Percutane transhepatische cholangiografie (PTC): bij deze procedure steekt de arts een dunne, holle naald door de huid van de buik en in een galkanaal in de lever. Een contrastkleurstof wordt vervolgens door de naald geïnjecteerd en er worden röntgenfotos gemaakt terwijl deze door de gal- en pancreaskanalen gaat. Net als bij ERCP kan deze benadering ook worden gebruikt om vloeistof- of weefselmonsters te nemen of om een stent in een kanaal te plaatsen om deze open te houden. Omdat het invasiever is (en meer pijn kan veroorzaken), wordt PTC meestal niet gebruikt, tenzij ERCP al is geprobeerd of om de een of andere reden niet kan worden gedaan.

Positronemissietomografie (PET) -scan

Voor een PET-scan wordt u ingespoten met een licht radioactieve vorm van suiker, die zich voornamelijk in kankercellen verzamelt. Een speciale camera wordt vervolgens gebruikt om een foto te maken van gebieden met radioactiviteit in het lichaam.

Deze test wordt soms gebruikt om te zoeken naar verspreiding door exocriene pancreaskanker.

PET / CT-scan : Speciale machines kunnen tegelijkertijd een PET- en CT-scan uitvoeren. Hierdoor kan de arts gebieden met een hogere radioactiviteit op de PET-scan vergelijken met het meer gedetailleerde uiterlijk van dat gebied op de CT-scan. Deze test kan helpen bij het bepalen van het stadium (omvang) van de kanker. Het kan vooral handig zijn voor het opsporen van kanker die zich buiten de alvleesklier heeft verspreid en niet operatief kan worden behandeld.

Angiografie

Dit is een röntgenonderzoek dat naar bloedvaten kijkt . Een kleine hoeveelheid contrastkleurstof wordt in een slagader geïnjecteerd om de bloedvaten te omlijnen, en vervolgens worden röntgenfotos gemaakt.

Een angiogram kan aantonen of de bloedstroom in een bepaald gebied wordt geblokkeerd door een tumor.

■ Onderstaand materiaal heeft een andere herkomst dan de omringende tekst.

// src/checker/http.rs
// =============================================================================
// This module probes links and images to see whether they are still there.
//
// Key functionality:
// - Makes HTTP HEAD requests (lightweight, no body download)
// - Waits a fixed delay before every link probe (simple rate limiting)
// - Turns status codes >= 400 and transport failures into Issues
//
// Everything runs one request at a time, in the order the references were
// found on the page. There is no retry: each URL gets exactly one attempt.
//
// Rust concepts:
// - async/await: Each request is awaited before the next one starts
// - Result<T, E>: Image probes can fail the whole scan, link probes cannot
// - Builder pattern: reqwest::ClientBuilder configures each client
// =============================================================================

use reqwest::{redirect, Client};
use std::time::Duration;
use thiserror::Error;
use tracing::{debug, error, warn};

use super::issue::Issue;

/// Timeout for fetching the page under scan.
pub const PAGE_TIMEOUT: Duration = Duration::from_secs(10);

/// Timeout for each link probe.
pub const LINK_TIMEOUT: Duration = Duration::from_secs(5);

const USER_AGENT: &str = concat!(env!("CARGO_PKG_NAME"), "/", env!("CARGO_PKG_VERSION"));

// A transport failure while probing an image
//
// Unlike link failures this is not recorded as an Issue: it stops the scan.
#[derive(Debug, Error)]
#[error("Error checking image: {url}: {source}")]
pub struct ImageProbeFault {
    pub url: String,
    #[source]
    pub source: reqwest::Error,
}

// The three HTTP clients a scan needs
//
// They differ only in timeout and redirect handling:
//   page:  10s timeout, follows redirects
//   links: 5s timeout, follows redirects
//   images: no timeout, does NOT follow redirects (a 3xx counts as present)
//
// Certificate verification stays on for all of them.
#[derive(Debug, Clone)]
pub struct HttpClients {
    pub page: Client,
    pub links: Client,
    pub images: Client,
}

impl HttpClients {
    pub fn new() -> reqwest::Result<Self> {
        Ok(HttpClients {
            page: build_client(Some(PAGE_TIMEOUT), redirect::Policy::default())?,
            links: build_client(Some(LINK_TIMEOUT), redirect::Policy::default())?,
            images: build_client(None, redirect::Policy::none())?,
        })
    }
}

fn build_client(timeout: Option<Duration>, redirects: redirect::Policy) -> reqwest::Result<Client> {
    let mut builder = Client::builder()
        .user_agent(USER_AGENT)
        .redirect(redirects);

    if let Some(timeout) = timeout {
        builder = builder.timeout(timeout);
    }

    builder.build()
}

// Checks every link, in order, with a pause before each one
//
// Parameters:
//   client: the link client (5 second timeout, follows redirects)
//   links: absolute URLs in document order
//   delay: how long to wait before each probe
//
// Returns: one Issue per broken or unreachable link, in check order
//
// The delay is applied before EVERY link, the first one included, so a scan
// of N links takes at least delay × N.
pub async fn check_links(client: &Client, links: &[String], delay: Duration) -> Vec<Issue> {
    let mut issues = Vec::new();

    for link in links {
        tokio::time::sleep(delay).await;

        match client.head(link.as_str()).send().await {
            Ok(response) => {
                let status = response.status();
                if is_failure_status(status) {
                    warn!(
                        "Broken link found: {} with status code {}",
                        link,
                        status.as_u16()
                    );
                    issues.push(Issue::broken_link(link.as_str(), status.as_u16()));
                } else {
                    debug!("Link ok: {} ({})", link, status.as_u16());
                }
            }
            Err(e) => {
                // Any transport failure: DNS, refused, timeout, bad scheme...
                // Record it and carry on with the next link.
                error!("Error checking link: {} with error {}", link, e);
                issues.push(Issue::link_error(link.as_str(), e.to_string()));
            }
        }
    }

    issues
}

// Checks every image with a single HEAD request
//
// Parameters:
//   client: the image client (no timeout, no redirects)
//   images: absolute URLs in document order
//
// Returns:
//   Ok(issues): one "Missing image" Issue per image answering >= 400
//   Err(fault): the first image that could not be probed at all; the
//               remaining images are not checked
pub async fn check_images(client: &Client, images: &[String]) -> Result<Vec<Issue>, ImageProbeFault> {
    let mut missing = Vec::new();

    for image in images {
        let response = client
            .head(image.as_str())
            .send()
            .await
            .map_err(|source| ImageProbeFault {
                url: image.clone(),
                source,
            })?;

        if is_failure_status(response.status()) {
            missing.push(Issue::missing_image(image.as_str()));
        }
    }

    // One warning for the whole batch, not one per image
    if !missing.is_empty() {
        warn!("Missing images found:");
    }

    Ok(missing)
}

// Anything from 400 upwards counts as broken (4xx client and 5xx server errors)
fn is_failure_status(status: reqwest::StatusCode) -> bool {
    status.as_u16() >= 400
}
// src/main.rs
// =============================================================================
// This is the entry point of our CLI application.
//
// What happens here:
// 1. Parse command-line arguments using clap
// 2. Open the log file and install the logger
// 3. Validate the base URL
// 4. Run the scan and print the issues it found
// 5. Exit with proper code (0 = scan finished, 2 = the scan itself failed)
//
// Finding broken links is NOT a failure: the exit code is 0 whether or not
// issues were found, and also for an invalid URL.
//
// Rust concepts used:
// - async/await: The HTTP client is async, so main runs inside tokio
// - Result<T, E>: For error handling (T = success type, E = error type)
// =============================================================================

// Module declarations - tells Rust about our other source files
mod checker; // src/checker/ - validation, extraction and probing
mod cli; // src/cli.rs - command-line parsing
mod logging; // src/logging.rs - the scan log file
mod scan; // src/scan/ - fetching the page and running a scan

#[cfg(test)]
mod test_support;

use clap::Parser; // Parser trait enables the parse() method
use cli::Cli;

use anyhow::{Context, Result};
use std::io::{self, Write};
use checker::HttpClients;
use scan::{Report, ScanOptions, ScanTarget};
use tracing::{error, info};

const INVALID_URL_MESSAGE: &str = "Invalid base URL";
const NO_ISSUES_MESSAGE: &str = "No broken links or missing images found.";

// One request at a time, so a single-threaded runtime is all we need
#[tokio::main(flavor = "current_thread")]
async fn main() {
    let exit_code = match run().await {
        Ok(code) => code,
        Err(e) => {
            error!("Scan aborted: {:#}", e);
            eprintln!("Error: {:#}", e);
            2
        }
    };

    std::process::exit(exit_code);
}

// This is the main application logic
// Returns:
//   Ok(0) = the scan ran (with or without issues), or the URL was invalid
//   Err = the log file could not be opened, or an image probe failed
async fn run() -> Result<i32> {
    let cli = Cli::parse();

    logging::init_logging(&cli.log_file)?;

    run_with(cli, &mut io::stdout()).await
}

// Everything after argument parsing and log setup, printing to `out`
async fn run_with<W: Write>(cli: Cli, out: &mut W) -> Result<i32> {
    let base_url = cli.base_url.trim();
    if !checker::is_valid_url(base_url) {
        error!("Invalid base URL provided.");
        writeln!(out, "{}", INVALID_URL_MESSAGE)?;
        return Ok(0);
    }

    let clients = HttpClients::new().context("failed to build HTTP client")?;
    let options = ScanOptions { delay: cli.delay };

    let report = scan::scan(&ScanTarget::new(base_url), &clients, &options).await?;

    if report.is_empty() {
        info!("{}", NO_ISSUES_MESSAGE);
    } else {
        info!("{} issues found.", report.len());
    }

    if cli.json {
        writeln!(out, "{}", serde_json::to_string_pretty(&report)?)?;
    } else {
        write!(out, "{}", render_report(&report))?;
    }

    Ok(0)
}

// Renders the report the way it is printed to the console
//
// Either the single "no issues" line, or "Issues found:" followed by one
// `<escaped url>: <detail>` line per issue.
fn render_report(report: &Report) -> String {
    if report.is_empty() {
        return format!("{}\n", NO_ISSUES_MESSAGE);
    }

    let mut out = String::from("Issues found:\n");
    for issue in &report.issues {
        out.push_str(&issue.to_console_line());
        out.push('\n');
    }
    out
}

Het kan ook abnormale bloedvaten vertonen (die de kanker voeden) in het gebied. Deze test kan nuttig zijn om erachter te komen of een alvleesklierkanker door de wanden van bepaalde bloedvaten is gegroeid. Het helpt voornamelijk chirurgen te beslissen of de kanker volledig kan worden verwijderd zonder de vitale bloedvaten te beschadigen, en het kan hen ook helpen bij het plannen van de operatie.

Röntgenangiografie kan ongemakkelijk zijn omdat de arts een kleine katheter in de slagader die naar de alvleesklier leidt. Meestal wordt de katheter in een slagader in uw binnenkant van uw dijbeen gebracht en tot aan de alvleesklier geregen. Een plaatselijke verdoving wordt vaak gebruikt om het gebied te verdoven voordat de katheter wordt ingebracht. Zodra de katheter op zijn plaats zit, wordt de kleurstof geïnjecteerd om alle bloedvaten te omlijnen terwijl de röntgenfotos worden gemaakt.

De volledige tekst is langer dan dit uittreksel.